Seguindo a narrativa do filme, prosseguiremos com a nossa investigação, tentando elaborar a questão sobre o que estaria na base da impossibilidade de vinculação afetiva do sex-addict com o parceiro sexual.
O impasse do sex-addict: impossibilidade de amar?
Jacques André (2013), em obra dedicada ao tema da sexualidade masculina, no segmento dedicado ao exame da questão que nos ocupa, se detém brevemente no material trazido pelo filme "Shame". Para o autor, o enredo nos revela o entrecruzamento que pode se estabelecer entre sexualidade e autodestrutividade, situação que, segundo ele, estaria amplamente presente na subjetividade contemporânea. Ele observa que Brandon não tem profundidade psicológica, sendo possível apenas constatar a intensidade de sua angústia melancólica. Por um lado, está integrado formalmente na vida social de Nova York. Por outro, é consumido pela força de sua adicção. Todavia, essa polaridade seria, no caso, mais paralela do que conflitual, não havendo oposição entre uma e outra, nem consistente dialética entre desejo e interdito. Brandon não fala sobre o seu sofrimento, não sonha, não é atormentado por conflito subjetivo. Apenas age, escravizado por uma força inominável.
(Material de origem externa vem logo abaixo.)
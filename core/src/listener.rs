//! Job listener that starts and retires retry chains.
//!
//! [`RetryJobListener`] watches every job run. When a job fails under its regular
//! trigger, the listener registers a retry trigger named after the regular one
//! plus [`RETRY_TRIGGER_SUFFIX`]. The chain ends when a run succeeds, under
//! either trigger, or when the retry trigger runs out of fire times. A retry
//! chain never outlives the next regular run: its end time is the regular
//! trigger's next fire time.
//!
//! | outcome | fired by     | action                                  |
//! |---------|--------------|-----------------------------------------|
//! | failed  | retry        | nothing, the chain continues            |
//! | failed  | regular      | schedule a retry chain unless one exists |
//! | success | retry        | unschedule that retry trigger           |
//! | success | regular      | unschedule the derived retry trigger    |

use std::fmt;
use std::sync::Arc;

use tracing::{debug, info, warn};

use crate::backoff::ExpBackoffRetryTrigger;
use crate::builder::{ApplySettings, RetryScheduleBuilder};
use crate::clock::{SharedClock, SystemClock};
use crate::config::RetryConfig;
use crate::error::{ConfigError, JobExecutionError, SchedulerError};
use crate::policy::RetryPolicy;
use crate::scheduler::{JobExecutionContext, JobListener};
use crate::trigger::{RetryTrigger, TriggerKey, TriggerMeta};

/// Appended to a regular trigger's name to form its retry trigger's name.
pub const RETRY_TRIGGER_SUFFIX: &str = "#RETRY";

/// Default listener name.
pub const DEFAULT_LISTENER_NAME: &str = "retry-listener";

/// Schedules retry triggers of type `T` for failed jobs.
///
/// # Example
///
/// ```rust
/// use std::sync::Arc;
/// use chrono::TimeDelta;
/// use retry_trigger::clock::SystemClock;
/// use retry_trigger::{RetryJobListener, RetryPolicy, TriggerKey};
///
/// let listener = RetryJobListener::exponential(Arc::new(SystemClock))
///     .with_fallback_policy(RetryPolicy::new().backoff_base_interval(TimeDelta::seconds(30)));
///
/// let retry_key = listener.retry_trigger_key(&TriggerKey::new("sync", "billing"));
/// assert_eq!(retry_key, TriggerKey::new("sync#RETRY", "billing"));
/// ```
pub struct RetryJobListener<T: RetryTrigger> {
    name: String,
    builder: RetryScheduleBuilder<T>,
    fallback: Option<ApplySettings<T>>,
    suffix: String,
    clock: SharedClock,
}

impl RetryJobListener<ExpBackoffRetryTrigger> {
    /// Listener creating [`ExpBackoffRetryTrigger`]s that read "now" from `clock`.
    pub fn exponential(clock: SharedClock) -> Self {
        let trigger_clock = clock.clone();
        let builder = RetryScheduleBuilder::create(move |meta| {
            ExpBackoffRetryTrigger::from_meta_with_clock(meta, trigger_clock.clone())
        });
        Self::new(builder).with_clock(clock)
    }
}

impl<T: RetryTrigger> RetryJobListener<T> {
    /// Listener building retry triggers with `builder` and the wall clock.
    pub fn new(builder: RetryScheduleBuilder<T>) -> Self {
        Self {
            name: DEFAULT_LISTENER_NAME.to_string(),
            builder,
            fallback: None,
            suffix: RETRY_TRIGGER_SUFFIX.to_string(),
            clock: Arc::new(SystemClock),
        }
    }

    pub fn with_name(mut self, name: impl Into<String>) -> Self {
        self.name = name.into();
        self
    }

    /// Settings override used when the job carries no persisted policy.
    pub fn with_fallback_settings(mut self, fallback: ApplySettings<T>) -> Self {
        self.fallback = Some(fallback);
        self
    }

    /// Shorthand for a fallback that installs `policy`.
    pub fn with_fallback_policy(self, policy: RetryPolicy) -> Self {
        self.with_fallback_settings(Arc::new(move |trigger: &mut T| trigger.set_retry_policy(policy)))
    }

    pub fn with_suffix(mut self, suffix: impl Into<String>) -> Self {
        self.suffix = suffix.into();
        self
    }

    /// Take the suffix and the fallback policy from `config`.
    pub fn with_config(mut self, config: &RetryConfig) -> Result<Self, ConfigError> {
        config.validate()?;
        if let Some(fallback) = config.fallback_settings::<T>()? {
            self.fallback = Some(fallback);
        }
        self.suffix = config.retry_suffix.clone();
        Ok(self)
    }

    /// Clock used for the start time of new retry chains.
    pub fn with_clock(mut self, clock: SharedClock) -> Self {
        self.clock = clock;
        self
    }

    /// Name of the retry trigger derived from `original`: same group, suffixed name.
    pub fn retry_trigger_key(&self, original: &TriggerKey) -> TriggerKey {
        original.with_suffix(&self.suffix)
    }

    /// Persisted policy of the run: trigger data first, then job data.
    fn persisted_policy(&self, context: &JobExecutionContext<'_>) -> Option<RetryPolicy> {
        let sources = [
            ("trigger", &context.trigger.meta().data),
            ("job", &context.job.data),
        ];
        for (source, data) in sources {
            match data.retry_policy() {
                Ok(Some(policy)) => return Some(policy),
                Ok(None) => {}
                Err(err) => {
                    warn!(job = %context.job.key, source, error = %err, "ignoring malformed retry settings");
                }
            }
        }
        None
    }

    fn schedule_retry(&self, context: &JobExecutionContext<'_>) -> Result<(), SchedulerError> {
        let original = context.trigger;
        let retry_key = self.retry_trigger_key(original.key());

        if context.scheduler.find_trigger(&retry_key).is_some() {
            debug!(trigger = %retry_key, "retry chain already pending");
            return Ok(());
        }

        let builder = match (self.persisted_policy(context), &self.fallback) {
            (Some(policy), _) => self
                .builder
                .clone()
                .with_apply_settings(move |trigger: &mut T| trigger.set_retry_policy(policy)),
            (None, Some(fallback)) => self.builder.clone().with_shared_apply_settings(fallback.clone()),
            (None, None) => self.builder.clone(),
        };

        let now = self.clock.now();
        let meta = TriggerMeta::new(retry_key.clone(), now)
            .for_job(context.job.key.clone())
            .end_at(original.next_fire_time())
            .with_description(format!("retry chain for {}", original.key()));
        let trigger = builder.build(meta);
        let policy = *trigger.retry_policy();

        match context.scheduler.schedule_if_absent(Box::new(trigger))? {
            Some(first) => info!(
                trigger = %retry_key,
                job = %context.job.key,
                first_fire_time = %first,
                end_time = ?original.next_fire_time(),
                max_retries = %policy.max_retries,
                "retry chain scheduled"
            ),
            None => debug!(trigger = %retry_key, "retry chain already pending"),
        }
        Ok(())
    }

    fn retire(&self, context: &JobExecutionContext<'_>, key: &TriggerKey) -> Result<(), SchedulerError> {
        if context.scheduler.unschedule(key)? {
            info!(trigger = %key, job = %context.job.key, "retry chain retired");
        }
        Ok(())
    }
}

impl<T: RetryTrigger> JobListener for RetryJobListener<T> {
    fn name(&self) -> &str {
        &self.name
    }

    fn job_was_executed(
        &self,
        context: &JobExecutionContext<'_>,
        outcome: Result<(), &JobExecutionError>,
    ) -> Result<(), SchedulerError> {
        let trigger = context.trigger;
        match (outcome, trigger.is_retry()) {
            (Err(err), true) => {
                debug!(trigger = %trigger.key(), error = %err, "retry attempt failed");
                Ok(())
            }
            (Err(err), false) => {
                debug!(trigger = %trigger.key(), error = %err, "job failed");
                self.schedule_retry(context)
            }
            (Ok(()), true) => self.retire(context, trigger.key()),
            (Ok(()), false) => {
                let retry_key = self.retry_trigger_key(trigger.key());
                if context.scheduler.find_trigger(&retry_key).is_none() {
                    return Ok(());
                }
                self.retire(context, &retry_key)
            }
        }
    }
}

impl<T: RetryTrigger> fmt::Debug for RetryJobListener<T> {
    fn fmt(&self, f: &mut fmt::Formatter<'_>) -> fmt::Result {
        f.debug_struct("RetryJobListener")
            .field("name", &self.name)
            .field("builder", &self.builder)
            .field("fallback", &self.fallback.is_some())
            .field("suffix", &self.suffix)
            .finish()
    }
}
Esta falta de profundidade [...] é menos fraqueza do criador do que aspecto da verdade: uma vida contra o dentro, contra o interior, contra tudo o que ameaça abrir a caixa de Pandora... o amor, por exemplo, que se torna o pior dos adversários. Quando uma mulher propõe a Brandon uma relação, [...] é um fiasco (André, 2013, p. 125; tradução nossa).
Estamos de acordo com o referido autor, pois é verdade que, sobre esse ponto, o filme retrata com extrema exatidão o impasse sofrido pelo sex-addict no campo do amor. De acordo com o que relatamos, quando percebe que a sua adicção está fora de controle, após desagradáveis episódios com sua irmã Sissy, Brandon tenta sair da rota destrutiva e seguir um caminho diferente. Convida a colega Marianne para jantar e parece realmente disposto a sair de sua redoma aprisionante para investir numa relação significativa, do ponto de vista afetivo, com alguém. Os dois se empenham e o resultado é inicialmente promissor.
Porém ele não conseguirá se relacionar sexualmente com ela, certamente pelo fato de Marianne possuir valor afetivo para ele, o que em muito difere de suas outras inúmeras parceiras anônimas. Note-se, aliás, que após ela deixar o hotel, cenário da fracassada tentativa, Brandon se entrega às indulgências de sua adicção com uma prostituta. Esse episódio, frustrado no plano da tentativa de verdadeiro encontro com o "outro", não traduz, em sua dimensão mais essencial, uma experiência de impotência sexual, mas, sim, de impossibilidade de vinculação emocional. Seria o sex-addict um "impotente" no campo do amor?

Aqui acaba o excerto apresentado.